_To do_. Lines below starting with the line with "let package = catalog" and going on through the line with "let evicted: Vec<BenefitId>" must be output exactly; the rest of the records must be left out.

_Source records_.
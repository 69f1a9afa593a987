//! Shared HTTP plumbing for feature slices.

mod error;
mod health;
pub mod router;
mod state;

pub use error::ApiError;
pub use state::{ApiState, ApiStateBuilder, ApiStateError, ApiStateInner};
//! The package/benefit selection state machine.

use crate::catalog::{Benefit, Catalog, Package};
use crate::customization::{Customization, has_user_customization, user_customization};
use crate::eligibility::{Restriction, restriction};
use crate::error::SponsorshipError;
use crate::form::ApplicationForm;
use crate::pricing::{CostResolver, CostStatus, PricingInput, Resolution, StaticCosts};
use crate::quote::{QuoteBook, QuoteOutcome, QuoteRequest, QuoteTicket, SettledQuote};
use psf_domain::catalog::{BenefitId, PackageId};
use std::collections::BTreeSet;
use std::sync::Arc;

/// Where the selection stands relative to the packages.
#[derive(Debug, Clone, PartialEq, Eq)]
pub enum Phase {
    NoPackage,
    Package {
        id: PackageId,
        /// `true` while the selection still matches the bundle as sold.
        clean: bool,
    },
}

/// Result of [`Configurator::toggle_benefit`].
#[derive(Debug, Clone, PartialEq, Eq)]
pub enum Toggle {
    /// Now checked; conflicting benefits that were checked before were unchecked.
    Checked { evicted: Vec<BenefitId> },
    Unchecked,
    /// Not in the catalog; nothing changed.
    Ignored,
}

/// Selection state of one application form.
///
/// Every operation leaves the selection consistent: no two checked benefits
/// conflict, package-only benefits are checked only as part of the active
/// package, and the cost reflects the current selection.
#[derive(Debug, Clone)]
pub struct Configurator<R = StaticCosts> {
    catalog: Arc<Catalog>,
    resolver: R,
    package: Option<PackageId>,
    selected: BTreeSet<BenefitId>,
    cost: CostStatus,
    quotes: QuoteBook,
}

impl Configurator<StaticCosts> {
    /// A configurator that prices from the catalog alone.
    #[must_use]
    pub fn with_static_costs(catalog: Arc<Catalog>) -> Self {
        Self::new(catalog, StaticCosts)
    }
}

impl<R: CostResolver> Configurator<R> {
    #[must_use]
    pub fn new(catalog: Arc<Catalog>, resolver: R) -> Self {
        Self {
            catalog,
            resolver,
            package: None,
            selected: BTreeSet::new(),
            cost: CostStatus::Empty,
            quotes: QuoteBook::default(),
        }
    }

    /// Rebuilds the state a previously submitted (or server-rendered) form describes.
    ///
    /// The package is selected first, then bundle members missing from the form
    /// are unchecked and extra benefits checked, in form order.
    ///
    /// # Errors
    /// Unknown package or benefit ids, benefits that are not eligible next to
    /// the form's package, and pairs of conflicting benefits.
    pub fn restore(
        catalog: Arc<Catalog>,
        resolver: R,
        form: &ApplicationForm,
    ) -> Result<Self, SponsorshipError> {
        let mut configurator = Self::new(catalog, resolver);

        if let Some(package) = form.selected_package() {
            configurator.select_package(package)?;
        }

        let wanted: BTreeSet<&BenefitId> = form.benefits.iter().collect();
        let unwanted: Vec<BenefitId> =
            configurator.selected.iter().filter(|id| !wanted.contains(id)).cloned().collect();
        for id in &unwanted {
            configurator.toggle_benefit(id)?;
        }

        for id in &form.benefits {
            if configurator.selected.contains(id) {
                continue;
            }
            if configurator.toggle_benefit(id)? == Toggle::Ignored {
                return Err(SponsorshipError::UnknownBenefit { benefit: id.clone(), context: None });
            }
        }

        // A later benefit evicts an earlier conflicting one; the form never had both.
        if let Some(lost) = form.benefits.iter().find(|id| !configurator.selected.contains(*id)) {
            let winner = form
                .benefits
                .iter()
                .find(|other| configurator.catalog.conflicting(lost, other))
                .map_or_else(String::new, ToString::to_string);
            return Err(SponsorshipError::BenefitUnavailable {
                benefit: lost.clone(),
                message: format!("conflicts with '{winner}'").into(),
                context: None,
            });
        }

        Ok(configurator)
    }

    #[must_use]
    pub fn catalog(&self) -> &Catalog {
        &self.catalog
    }

    #[must_use]
    pub fn selected_package(&self) -> Option<&Package> {
        self.package.as_ref().and_then(|id| self.catalog.package(id))
    }

    /// Checked benefits in catalog order.
    pub fn selected_benefits(&self) -> impl Iterator<Item = &Benefit> + '_ {
        self.catalog.benefits().iter().filter(|benefit| self.selected.contains(&benefit.id))
    }

    #[must_use]
    pub fn is_selected(&self, id: &BenefitId) -> bool {
        self.selected.contains(id)
    }

    #[must_use]
    pub const fn cost(&self) -> CostStatus {
        self.cost
    }

    #[must_use]
    pub fn cost_label(&self) -> String {
        self.cost.to_string()
    }

    #[must_use]
    pub fn phase(&self) -> Phase {
        match self.selected_package() {
            None => Phase::NoPackage,
            Some(package) => Phase::Package {
                id: package.id.clone(),
                clean: !has_user_customization(&self.catalog, package, &self.selected),
            },
        }
    }

    /// Additions and removals relative to the active package.
    #[must_use]
    pub fn customization(&self) -> Option<Customization> {
        self.selected_package()
            .map(|package| user_customization(&self.catalog, package, &self.selected))
    }

    /// Why `id` cannot be checked right now; `None` if it can, or is already checked.
    #[must_use]
    pub fn restriction(&self, id: &BenefitId) -> Option<Restriction> {
        if self.selected.contains(id) {
            return None;
        }
        self.catalog.benefit(id).and_then(|benefit| restriction(benefit, self.selected_package()))
    }

    /// Unchecked benefits that may not be checked, in catalog order.
    pub fn disabled_benefits(&self) -> impl Iterator<Item = &BenefitId> + '_ {
        self.catalog
            .benefits()
            .iter()
            .map(|benefit| &benefit.id)
            .filter(|id| self.restriction(id).is_some())
    }

    /// Selects a package, replacing the whole selection with its bundle.
    ///
    /// A blank id returns to the no-package state with nothing checked. Bundle
    /// members are checked in declared order; one that conflicts with a member
    /// checked before it is skipped. Selecting the active package again resets it.
    ///
    /// # Errors
    /// [`SponsorshipError::UnknownPackage`] for ids not in the catalog; the
    /// selection is left as it was.
    pub fn select_package(&mut self, id: &PackageId) -> Result<Phase, SponsorshipError> {
        if id.is_blank() {
            self.package = None;
            self.selected.clear();
            tracing::debug!("Package cleared");
            self.refresh_cost();
            return Ok(Phase::NoPackage);
        }

        let catalog = Arc::clone(&self.catalog);
        let package = catalog
            .package(id)
            .ok_or_else(|| SponsorshipError::UnknownPackage { package: id.clone(), context: None })?;

        self.selected.clear();
        let mut skipped = Vec::new();
        for member in &package.benefits {
            if self.selected.iter().any(|checked| catalog.conflicting(checked, member)) {
                skipped.push(member);
            } else {
                self.selected.insert(member.clone());
            }
        }
        self.package = Some(package.id.clone());

        tracing::debug!(package = %package.id, skipped = ?skipped, "Package selected");
        self.refresh_cost();
        Ok(self.phase())
    }

    /// Checks or unchecks a benefit.
    ///
    /// Checking a benefit unchecks every checked benefit it conflicts with; the
    /// new choice always wins. Unchecking is always allowed.
    ///
    /// # Errors
    /// [`SponsorshipError::BenefitUnavailable`] when checking a benefit the current
    /// package (or lack of one) does not allow. Nothing changes in that case.
    pub fn toggle_benefit(&mut self, id: &BenefitId) -> Result<Toggle, SponsorshipError> {
        let catalog = Arc::clone(&self.catalog);
        let Some(benefit) = catalog.benefit(id) else {
            tracing::debug!(benefit = %id, "Ignoring unknown benefit");
            return Ok(Toggle::Ignored);
        };

        if self.selected.remove(id) {
            tracing::debug!(benefit = %id, "Benefit unchecked");
            self.refresh_cost();
            return Ok(Toggle::Unchecked);
        }

        if let Some(blocked) = restriction(benefit, self.selected_package()) {
            return Err(SponsorshipError::BenefitUnavailable {
                benefit: id.clone(),
                message: blocked.message().into(),
                context: None,
            });
        }

        let evicted: Vec<BenefitId> =
            self.selected.iter().filter(|checked| benefit.conflicts_with(checked)).cloned().collect();
        for conflict in &evicted {
            self.selected.remove(conflict);
        }
        self.selected.insert(id.clone());

        tracing::debug!(benefit = %id, evicted = ?evicted, "Benefit checked");
        self.refresh_cost();
        Ok(Toggle::Checked { evicted })
    }

    /// Back to the initial state: no package, nothing checked, empty label.
    pub fn clear_form(&mut self) {
        self.package = None;
        self.selected.clear();
        self.quotes.invalidate();
        self.cost = CostStatus::Empty;
        tracing::debug!("Form cleared");
    }

    /// The selection as it would be submitted.
    #[must_use]
    pub fn form(&self) -> ApplicationForm {
        ApplicationForm {
            package: self.package.clone(),
            benefits: self.selected_benefits().map(|benefit| benefit.id.clone()).collect(),
        }
    }

    /// Hands out the pending cost lookup, at most once per ticket.
    pub fn take_quote_request(&mut self) -> Option<QuoteRequest> {
        self.quotes.take()
    }

    /// Ticket of the lookup whose answer is still awaited.
    #[must_use]
    pub const fn awaited_quote(&self) -> Option<QuoteTicket> {
        self.quotes.awaiting()
    }

    /// Applies the answer to a cost lookup.
    ///
    /// Answers to anything but the latest ticket are ignored. A failed lookup
    /// leaves the "Updating cost..." label in place; there is no retry.
    pub fn settle_quote(
        &mut self,
        ticket: QuoteTicket,
        result: Result<u64, SponsorshipError>,
    ) -> QuoteOutcome {
        if !self.quotes.accept(ticket) {
            tracing::debug!(ticket = %ticket, "Dropping stale cost answer");
            return QuoteOutcome::Stale;
        }

        match result {
            Ok(amount) => {
                self.cost = CostStatus::Fixed(amount);
                QuoteOutcome::Applied(amount)
            },
            Err(err) => {
                tracing::warn!(ticket = %ticket, error = %err, "Cost lookup failed");
                QuoteOutcome::Failed
            },
        }
    }

    /// [`Self::settle_quote`] for a [`SettledQuote`] from a [`crate::QuoteDriver`].
    pub fn apply_quote(&mut self, settled: SettledQuote) -> QuoteOutcome {
        self.settle_quote(settled.ticket, settled.result)
    }

    fn refresh_cost(&mut self) {
        let package = self.package.as_ref().and_then(|id| self.catalog.package(id));
        let input = PricingInput {
            catalog: &self.catalog,
            package,
            selected: &self.selected,
            customized: package
                .is_some_and(|package| has_user_customization(&self.catalog, package, &self.selected)),
        };

        match self.resolver.resolve(&input) {
            Resolution::Settled(status) => {
                self.quotes.invalidate();
                self.cost = status;
            },
            Resolution::Deferred => {
                let form = self.form();
                let ticket = self.quotes.issue(form);
                self.cost = CostStatus::Updating;
                tracing::debug!(ticket = %ticket, "Cost deferred to lookup");
            },
        }
    }
}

_Exercise answer_.
        let package = catalog
            .package(id)
            .ok_or_else(|| SponsorshipError::UnknownPackage { package: id.clone(), context: None })?;

        self.selected.clear();
        let mut skipped = Vec::new();
        for member in &package.benefits {
            if self.selected.iter().any(|checked| catalog.conflicting(checked, member)) {
                skipped.push(member);
            } else {
                self.selected.insert(member.clone());
            }
        }
        self.package = Some(package.id.clone());

        tracing::debug!(package = %package.id, skipped = ?skipped, "Package selected");
        self.refresh_cost();
        Ok(self.phase())
    }

    /// Checks or unchecks a benefit.
    ///
    /// Checking a benefit unchecks every checked benefit it conflicts with; the
    /// new choice always wins. Unchecking is always allowed.
    ///
    /// # Errors
    /// [`SponsorshipError::BenefitUnavailable`] when checking a benefit the current
    /// package (or lack of one) does not allow. Nothing changes in that case.
    pub fn toggle_benefit(&mut self, id: &BenefitId) -> Result<Toggle, SponsorshipError> {
        let catalog = Arc::clone(&self.catalog);
        let Some(benefit) = catalog.benefit(id) else {
            tracing::debug!(benefit = %id, "Ignoring unknown benefit");
            return Ok(Toggle::Ignored);
        };

        if self.selected.remove(id) {
            tracing::debug!(benefit = %id, "Benefit unchecked");
            self.refresh_cost();
            return Ok(Toggle::Unchecked);
        }

        if let Some(blocked) = restriction(benefit, self.selected_package()) {
            return Err(SponsorshipError::BenefitUnavailable {
                benefit: id.clone(),
                message: blocked.message().into(),
                context: None,
            });
        }

        let evicted: Vec<BenefitId> =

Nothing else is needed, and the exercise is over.